Uma jovem profissional que eu conheço participou de um processo de seleção para uma empresa local que faz implementação e desenvolvimento para um dos grandes sistemas de ERP mundial. Quando recebeu a notícia de que não seria contratada, poderia ter encarado o quadrante I. Afinal, qual maior “urgência importante” do que estar sem emprego? Ao invés disso, ela aproveitou a crise do quadrante I para transformá-la em oportunidade. Eliminou todas as atividades sem importância dos quadrantes III e IV, e investiu o tempo que sobrou no quadrante II. Foi atrás das pessoas que tomaram a decisão de não escolhê-la e quis saber os motivos. Com estes em mãos, ao invés de partir para a procura de outro emprego, partiu para resolver os gaps apontados. Um deles era um treinamento que deveria ser feito em outra cidade. Largou tudo e foi. Antes mesmo que o treinamento acabasse, a própria empresa que a havia recusado chamou-a para trabalhar com eles.
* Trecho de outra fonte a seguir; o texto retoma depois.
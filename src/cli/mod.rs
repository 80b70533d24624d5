//! Command-line driver for the objrest binary.

pub mod args;
pub mod driver;
pub mod reporter;
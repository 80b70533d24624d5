//! Arena syntax tree for the objrest workspace.
//!
//! This crate provides:
//! - `Node` / `NodeKind` - the closed set of JavaScript node shapes the pass touches
//! - `NodeArena` - index-based storage with parent links and in-place rewriting
//! - Factory helpers on `NodeArena` for building trees bottom-up
//! - `UniqueNames` - fresh `_ref`-style binding names
//! - `Printer` - JavaScript text output
//! - `estree` - loading ESTree JSON documents

pub mod node;
pub use node::{DeclarationKind, FunctionData, FunctionKind, Node, NodeIndex, NodeKind, PropertyData};

pub mod arena;
pub use arena::NodeArena;

mod factory;

pub mod names;
pub use names::UniqueNames;

pub mod printer;
pub use printer::Printer;

pub mod estree;
pub use estree::{EstreeError, load_program, load_program_value};
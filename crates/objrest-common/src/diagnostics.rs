//! Diagnostic Infrastructure
//!
//! Numbered diagnostics reported by the object rest/spread pass. Library code
//! never prints; it returns errors that convert into a [`Diagnostic`], and the
//! command-line reporter decides how to render them.

use serde::{Deserialize, Serialize};
use std::fmt;

#[derive(Copy, Clone, Debug, PartialEq, Eq, Hash, Serialize, Deserialize)]
#[serde(rename_all = "lowercase")]
pub enum DiagnosticCategory {
    Warning,
    Error,
    Message,
}

impl DiagnosticCategory {
    /// Get the category name for display.
    pub fn name(&self) -> &'static str {
        match self {
            DiagnosticCategory::Warning => "warning",
            DiagnosticCategory::Error => "error",
            DiagnosticCategory::Message => "message",
        }
    }
}

impl fmt::Display for DiagnosticCategory {
    fn fmt(&self, f: &mut fmt::Formatter<'_>) -> fmt::Result {
        write!(f, "{}", self.name())
    }
}

#[derive(Copy, Clone, Debug, PartialEq, Eq)]
pub struct DiagnosticMessage {
    pub code: u32,
    pub category: DiagnosticCategory,
    pub message: &'static str,
}

pub mod diagnostic_codes {
    pub const USE_BUILT_INS_MUST_BE_BOOLEAN: u32 = 9001;
    pub const PLUGIN_OPTIONS_MUST_BE_AN_OBJECT: u32 = 9002;
    pub const REST_ELEMENT_MUST_BE_LAST: u32 = 9101;
    pub const ONLY_ONE_REST_ELEMENT_PER_PATTERN: u32 = 9102;
    pub const TRAVERSAL_DID_NOT_CONVERGE: u32 = 9201;
}

pub mod diagnostic_messages {
    use super::{DiagnosticCategory, DiagnosticMessage, diagnostic_codes};

    pub const USE_BUILT_INS_MUST_BE_BOOLEAN: DiagnosticMessage = DiagnosticMessage {
        code: diagnostic_codes::USE_BUILT_INS_MUST_BE_BOOLEAN,
        category: DiagnosticCategory::Error,
        message: "transform-object-rest-spread only accepts a boolean for '{0}' (defaults to false), found {1}.",
    };

    pub const PLUGIN_OPTIONS_MUST_BE_AN_OBJECT: DiagnosticMessage = DiagnosticMessage {
        code: diagnostic_codes::PLUGIN_OPTIONS_MUST_BE_AN_OBJECT,
        category: DiagnosticCategory::Error,
        message: "transform-object-rest-spread options must be an object, found {0}.",
    };

    pub const REST_ELEMENT_MUST_BE_LAST: DiagnosticMessage = DiagnosticMessage {
        code: diagnostic_codes::REST_ELEMENT_MUST_BE_LAST,
        category: DiagnosticCategory::Error,
        message: "A rest element must be last in an object pattern (node {0}).",
    };

    pub const ONLY_ONE_REST_ELEMENT_PER_PATTERN: DiagnosticMessage = DiagnosticMessage {
        code: diagnostic_codes::ONLY_ONE_REST_ELEMENT_PER_PATTERN,
        category: DiagnosticCategory::Error,
        message: "An object pattern may contain at most one rest element (node {0}).",
    };

    pub const TRAVERSAL_DID_NOT_CONVERGE: DiagnosticMessage = DiagnosticMessage {
        code: diagnostic_codes::TRAVERSAL_DID_NOT_CONVERGE,
        category: DiagnosticCategory::Error,
        message: "Object rest/spread lowering did not reach a fixed point after {0} visits.",
    };

    pub const ALL: &[DiagnosticMessage] = &[
        USE_BUILT_INS_MUST_BE_BOOLEAN,
        PLUGIN_OPTIONS_MUST_BE_AN_OBJECT,
        REST_ELEMENT_MUST_BE_LAST,
        ONLY_ONE_REST_ELEMENT_PER_PATTERN,
        TRAVERSAL_DID_NOT_CONVERGE,
    ];
}

/// A diagnostic message with severity and error code.
#[derive(Debug, Clone, PartialEq, Eq, Serialize, Deserialize)]
pub struct Diagnostic {
    pub category: DiagnosticCategory,
    pub code: u32,
    pub message_text: String,
}

impl Diagnostic {
    pub fn error(message: impl Into<String>, code: u32) -> Self {
        Self {
            category: DiagnosticCategory::Error,
            code,
            message_text: message.into(),
        }
    }

    /// Instantiate a message template with positional arguments.
    pub fn from_message(message: &DiagnosticMessage, args: &[&str]) -> Self {
        Self {
            category: message.category,
            code: message.code,
            message_text: format_message(message.message, args),
        }
    }

    pub fn is_error(&self) -> bool {
        self.category == DiagnosticCategory::Error
    }
}

impl fmt::Display for Diagnostic {
    fn fmt(&self, f: &mut fmt::Formatter<'_>) -> fmt::Result {
        write!(f, "{} OR{}: {}", self.category, self.code, self.message_text)
    }
}

pub fn get_message_template(code: u32) -> Option<&'static str> {
    diagnostic_messages::ALL
        .iter()
        .find(|m| m.code == code)
        .map(|m| m.message)
}

pub fn format_message(message: &str, args: &[&str]) -> String {
    let mut result = message.to_string();
    for (i, arg) in args.iter().enumerate() {
        result = result.replace(&format!("{{{i}}}"), arg);
    }
    result
}
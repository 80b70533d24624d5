//! Destructuring parameter normalization.
//!
//! `function f({ a, ...rest }, [b], ...args) {}` becomes
//!
//! ```text
//! function f(_ref, _ref2, ...args) {
//!     let { a, ...rest } = _ref;
//!     let [b] = _ref2;
//! }
//! ```
//!
//! after which the hoisted declarations are lowered like any other.

use crate::destructuring::DestructuringLowering;
use crate::traverse::{TraversalContext, VisitOutcome};
use objrest_ast::{DeclarationKind, Node, NodeIndex};
use smallvec::SmallVec;

pub fn normalize_params<D: DestructuringLowering + ?Sized>(
    cx: &mut TraversalContext<'_>,
    function: NodeIndex,
    destructuring: &mut D,
) -> VisitOutcome {
    let Some(func) = cx.arena.get_function(function) else {
        return VisitOutcome::Unchanged;
    };
    let params = func.params.clone();

    // A trailing rest collector gathers arguments; it never destructures.
    let collects_rest = params
        .last()
        .is_some_and(|&last| matches!(cx.arena.get(last), Some(Node::RestElement { .. })));
    let output_len = params.len() - usize::from(collects_rest);

    let mut hoisted: SmallVec<[NodeIndex; 4]> = SmallVec::new();
    for &param in &params[..output_len] {
        if matches!(cx.arena.get(param), Some(Node::ObjectPattern { .. })) {
            let name = cx.fresh_name("ref");
            let replacement = cx.arena.ident(name.as_str());
            if !cx.arena.replace_child(function, param, replacement) {
                continue;
            }
            let init = cx.arena.ident(name.as_str());
            let declarator = cx.arena.declarator(param, init);
            hoisted.push(
                cx.arena
                    .var_declaration(DeclarationKind::Let, vec![declarator]),
            );
        } else if let Some(declaration) = destructuring.lower_parameter(cx, function, param) {
            hoisted.push(declaration);
        }
    }
    if hoisted.is_empty() {
        return VisitOutcome::Unchanged;
    }

    let body = ensure_block(cx, function);
    cx.arena.prepend_children(body, &hoisted);
    for &declaration in &hoisted {
        cx.enqueue(declaration);
    }
    tracing::debug!(
        "[parameters] {function}: hoisted {} destructuring declaration(s)",
        hoisted.len()
    );
    VisitOutcome::Rewritten
}

/// Body block of `function`, wrapping a concise arrow body in
/// `{ return body; }` first.
fn ensure_block(cx: &mut TraversalContext<'_>, function: NodeIndex) -> NodeIndex {
    let Some(body) = cx.arena.get_function(function).map(|func| func.body) else {
        return NodeIndex::NONE;
    };
    if body.is_none() || matches!(cx.arena.get(body), Some(Node::BlockStatement { .. })) {
        return body;
    }
    let argument = body;
    let ret = cx.arena.ret(argument);
    let block = cx.arena.block(vec![ret]);
    cx.arena.replace_child(function, argument, block);
    block
}
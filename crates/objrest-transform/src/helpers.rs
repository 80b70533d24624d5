//! Runtime helper provisioning.
//!
//! Generated calls reference helper functions that the host materializes.
//! The pass never looks helpers up ambiently: it is handed a
//! [`HelperProvider`] at construction and asks it for a callee node each time
//! a call site needs one.

use indexmap::IndexMap;
use objrest_ast::{NodeArena, NodeIndex, UniqueNames};

const EXTENDS_SOURCE: &str = r#"var _extends = Object.assign || function (target) {
    for (var i = 1; i < arguments.length; i++) {
        var source = arguments[i];
        for (var key in source) {
            if (Object.prototype.hasOwnProperty.call(source, key)) {
                target[key] = source[key];
            }
        }
    }
    return target;
};
"#;

const OBJECT_WITHOUT_PROPERTIES_SOURCE: &str = r#"function _objectWithoutProperties(obj, keys) {
    var target = {};
    for (var i in obj) {
        if (keys.indexOf(i) >= 0) continue;
        if (!Object.prototype.hasOwnProperty.call(obj, i)) continue;
        target[i] = obj[i];
    }
    return target;
}
"#;

#[derive(Clone, Copy, Debug, PartialEq, Eq, Hash, PartialOrd, Ord)]
pub enum Helper {
    /// `_extends(target, ...sources)`: shallow own-enumerable copy, later
    /// sources win.
    Extends,
    /// `_objectWithoutProperties(source, keys)`: fresh object with every own
    /// enumerable property of `source` whose key is not in `keys`.
    ObjectWithoutProperties,
}

impl Helper {
    /// Preferred binding name. A provider may hand out a different one when
    /// the compilation unit already uses it.
    pub fn binding(self) -> &'static str {
        match self {
            Helper::Extends => "_extends",
            Helper::ObjectWithoutProperties => "_objectWithoutProperties",
        }
    }

    /// Runtime source declaring [`Helper::binding`].
    pub fn source(self) -> &'static str {
        match self {
            Helper::Extends => EXTENDS_SOURCE,
            Helper::ObjectWithoutProperties => OBJECT_WITHOUT_PROPERTIES_SOURCE,
        }
    }

    /// Runtime source declaring the helper under `name`.
    pub fn declaration(self, name: &str) -> String {
        // The declared name is the first occurrence; the bodies never refer
        // to it.
        self.source().replacen(self.binding(), name, 1)
    }
}

/// Host capability that materializes helpers on request.
pub trait HelperProvider {
    /// Return a fresh, detached callee expression referring to `helper`.
    ///
    /// `names` holds every identifier of the compilation unit plus the
    /// temporaries generated so far; a provider that declares the helper
    /// itself reserves its binding there.
    fn request_helper(
        &mut self,
        arena: &mut NodeArena,
        names: &mut UniqueNames,
        helper: Helper,
    ) -> NodeIndex;
}

/// Default provider: hands out identifier references and records which
/// helpers were needed, in first-use order.
///
/// Each helper's binding is reserved on first use, so a unit that already
/// binds `_extends` gets `_extends2` instead.
#[derive(Debug, Default, Clone)]
pub struct HelperRegistry {
    used: IndexMap<Helper, String>,
}

impl HelperRegistry {
    pub fn new() -> Self {
        Self::default()
    }

    pub fn is_used(&self, helper: Helper) -> bool {
        self.used.contains_key(&helper)
    }

    /// Name the generated code calls `helper` by, once requested.
    pub fn binding_of(&self, helper: Helper) -> Option<&str> {
        self.used.get(&helper).map(String::as_str)
    }

    pub fn is_empty(&self) -> bool {
        self.used.is_empty()
    }

    pub fn used(&self) -> impl Iterator<Item = Helper> + '_ {
        self.used.keys().copied()
    }

    /// Runtime declarations for every requested helper, ready to be placed
    /// ahead of the transformed program.
    pub fn prelude(&self) -> String {
        self.used
            .iter()
            .map(|(helper, name)| helper.declaration(name))
            .collect()
    }
}

impl HelperProvider for HelperRegistry {
    fn request_helper(
        &mut self,
        arena: &mut NodeArena,
        names: &mut UniqueNames,
        helper: Helper,
    ) -> NodeIndex {
        let name = self.used.entry(helper).or_insert_with(|| {
            let name = names.generate(helper.binding());
            tracing::debug!(helper = helper.binding(), binding = %name, "[helpers] first use");
            name
        });
        arena.ident(name.as_str())
    }
}

impl<H: HelperProvider + ?Sized> HelperProvider for &mut H {
    fn request_helper(
        &mut self,
        arena: &mut NodeArena,
        names: &mut UniqueNames,
        helper: Helper,
    ) -> NodeIndex {
        (**self).request_helper(arena, names, helper)
    }
}
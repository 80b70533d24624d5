//! Object rest/spread lowering.
//!
//! Rewrites object rest in destructuring and object spread in literals into
//! plain assignments, helper calls and object literals:
//!
//! ```text
//! const { a, ...rest } = obj;     const a = obj.a;
//!                             →   const rest = _objectWithoutProperties(obj, ["a"]);
//!
//! const o = { ...a, b: 1 };   →   const o = _extends({}, a, { b: 1 });
//! ```
//!
//! The pass composes four handlers over one fixed-point traversal: the
//! parameter normalizer for functions, the rest handler and the delegated
//! destructuring lowering for variable declarators, and the spread handler
//! for object literals. Nodes produced by one handler are revisited until
//! none of them matches.
//!
//! ```
//! use objrest_ast::{DeclarationKind, NodeArena, Printer};
//! use objrest_transform::{HelperRegistry, ObjectRestSpread, ObjectRestSpreadOptions};
//!
//! let mut arena = NodeArena::new();
//! let a = arena.shorthand("a");
//! let rest = arena.rest_ident("rest");
//! let pattern = arena.object_pattern(vec![a, rest]);
//! let obj = arena.ident("obj");
//! let declarator = arena.declarator(pattern, obj);
//! let decl = arena.var_declaration(DeclarationKind::Const, vec![declarator]);
//! let root = arena.program(vec![decl]);
//!
//! let mut pass = ObjectRestSpread::new(ObjectRestSpreadOptions::default(), HelperRegistry::new());
//! pass.run(&mut arena, root).unwrap();
//! assert_eq!(
//!     Printer::print(&arena, root),
//!     "const a = obj.a;\nconst rest = _objectWithoutProperties(obj, [\"a\"]);\n"
//! );
//! ```

pub mod destructuring;
pub mod error;
pub mod helpers;
pub mod keys;
pub mod object_rest;
pub mod object_spread;
pub mod options;
pub mod parameters;
pub mod traverse;

pub use destructuring::{DestructuringLowering, Es2015Destructuring};
pub use error::TransformError;
pub use helpers::{Helper, HelperProvider, HelperRegistry};
pub use options::ObjectRestSpreadOptions;
pub use traverse::{TraversalContext, TraversalStats, VisitOutcome, Visitor};

use objrest_ast::{NodeArena, NodeIndex, NodeKind, UniqueNames};

/// Identity of the pass within a plugin pipeline.
#[derive(Clone, Copy, Debug, PartialEq, Eq)]
pub struct PluginManifest {
    pub name: &'static str,
    /// Passes that must run first (the syntax extension that lets the parser
    /// accept rest/spread in object positions).
    pub inherits: &'static [&'static str],
}

pub const MANIFEST: PluginManifest = PluginManifest {
    name: "transform-object-rest-spread",
    inherits: &["syntax-object-rest-spread"],
};

pub struct ObjectRestSpread<H, D = Es2015Destructuring> {
    options: ObjectRestSpreadOptions,
    helpers: H,
    destructuring: D,
}

impl<H: HelperProvider> ObjectRestSpread<H> {
    pub fn new(options: ObjectRestSpreadOptions, helpers: H) -> Self {
        Self::with_destructuring(options, helpers, Es2015Destructuring)
    }

    /// Build the pass from raw plugin options, rejecting invalid ones.
    pub fn from_json(options: &serde_json::Value, helpers: H) -> Result<Self, TransformError> {
        Ok(Self::new(ObjectRestSpreadOptions::from_json(options)?, helpers))
    }
}

impl<H: HelperProvider, D: DestructuringLowering> ObjectRestSpread<H, D> {
    pub fn with_destructuring(options: ObjectRestSpreadOptions, helpers: H, destructuring: D) -> Self {
        ObjectRestSpread {
            options,
            helpers,
            destructuring,
        }
    }

    pub fn manifest() -> PluginManifest {
        MANIFEST
    }

    pub fn options(&self) -> ObjectRestSpreadOptions {
        self.options
    }

    pub fn helpers(&self) -> &H {
        &self.helpers
    }

    pub fn destructuring(&self) -> &D {
        &self.destructuring
    }

    pub fn into_helpers(self) -> H {
        self.helpers
    }

    /// Lower every object rest and object spread under `root`.
    pub fn run(&mut self, arena: &mut NodeArena, root: NodeIndex) -> Result<TraversalStats, TransformError> {
        let mut names = UniqueNames::from_arena(arena);
        tracing::debug!(
            "[objrest] running on {} nodes (use_built_ins={})",
            arena.len(),
            self.options.use_built_ins
        );
        let stats = traverse::drain(arena, &mut names, root, self)?;
        tracing::debug!(
            "[objrest] done: {} visits, {} rewrites",
            stats.visits,
            stats.rewrites
        );
        Ok(stats)
    }
}

impl<H: HelperProvider, D: DestructuringLowering> Visitor for ObjectRestSpread<H, D> {
    fn visit(
        &mut self,
        cx: &mut TraversalContext<'_>,
        idx: NodeIndex,
    ) -> Result<VisitOutcome, TransformError> {
        let Some(kind) = cx.arena.get(idx).map(|node| node.kind()) else {
            return Ok(VisitOutcome::Unchanged);
        };
        match kind {
            NodeKind::Function => Ok(parameters::normalize_params(
                cx,
                idx,
                &mut self.destructuring,
            )),
            NodeKind::VariableDeclarator => {
                let outcome = object_rest::lower_rest_declarator(cx, idx, &mut self.helpers)?;
                if outcome == VisitOutcome::Rewritten {
                    return Ok(outcome);
                }
                Ok(self.lower_declarator(cx, idx))
            }
            NodeKind::ObjectExpression => Ok(object_spread::lower_object_spread(
                cx,
                idx,
                self.options.use_built_ins,
                &mut self.helpers,
            )),
            _ => Ok(VisitOutcome::Unchanged),
        }
    }
}

impl<H, D: DestructuringLowering> ObjectRestSpread<H, D> {
    /// Hand a declarator to the delegated destructuring lowering and splice
    /// its replacements into the declaration.
    fn lower_declarator(&mut self, cx: &mut TraversalContext<'_>, declarator: NodeIndex) -> VisitOutcome {
        let Some(replacements) = self.destructuring.lower_declarator(cx, declarator) else {
            return VisitOutcome::Unchanged;
        };
        if replacements.is_empty() {
            object_rest::remove_declarator(cx.arena, declarator);
            return VisitOutcome::Rewritten;
        }
        if !cx.arena.splice(declarator, &replacements) {
            return VisitOutcome::Unchanged;
        }
        for &replacement in &replacements {
            cx.enqueue(replacement);
        }
        VisitOutcome::Rewritten
    }
}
A crise está no quadrante I, a oportunidade é criada no quadrante II, ambos de igual importância. O que muda é a atitude.

Enquanto preparava este texto, fui trocando algumas idéias com meu irmão. Ele diz que não fez a encomenda para me testar, como eu havia dito no primeiro parágrafo. Eu acredito nele, mas ficou mais divertido acreditar que era este o caso.

sexta-feira, 11 de julho de 2008

O que é resultado?

Sala de reuniões principal, chefão sentado na sua cadeira habitual, bem no centro da mesa, cercado de seus gerentes. Do outro lado da mesa, um visitante importante pergunta sobre os avanços dos últimos meses. O primeiro gerente começa:

- Devido aos problemas de qualidade, começamos a fazer um acompanhamento semanal. Nos reunimos a cada segunda-feira para revisar o plano de ação, onde revisamos cada item com cada responsável.

- A mesma coisa com a produção – emendou o segundo. - Perdemos muito tempo com uma das máquinas e a cada hora fazemos uma revisão dos números, com o responsável de cada unidade de trabalho. Temos também um plano de melhoria para cada causa de parada.

Todos usavam com muita ênfase, e muitas vezes, a palavra cada. Um sinal de controle.

- Agora, cada usuário tem o seu próprio notebook, com acesso remoto sem fio e conexão com cada sistema da empresa – falou o de informática.

O chefão olhava orgulhoso para seus gerentes. O visitante importante sorria satisfeito. O tour de table continua com o de compras:

- Temos um acordo com cada fornecedor para discutir a cada mês um plano para melhorar a confiabilidade de cada entrega.

E assim foi, um por um até chegar ao último, que tinha conseguido reduzir 1000 reais por mês com uma otimização simples dos transportes de peças do qual era responsável. Morreu de vergonha na hora de mostrar seus números, tímidos para uma empresa que fatura centenas de milhões, mas que se for ver bem, mostravam o único resultado de verdade do grupo. Os colegas, cada um deles, olharam com desprezo para ele, pois não tinha um plano de ação, nem um acompanhamento semanal, muito menos acordos com ninguém, apenas resultados. Onde já se viu.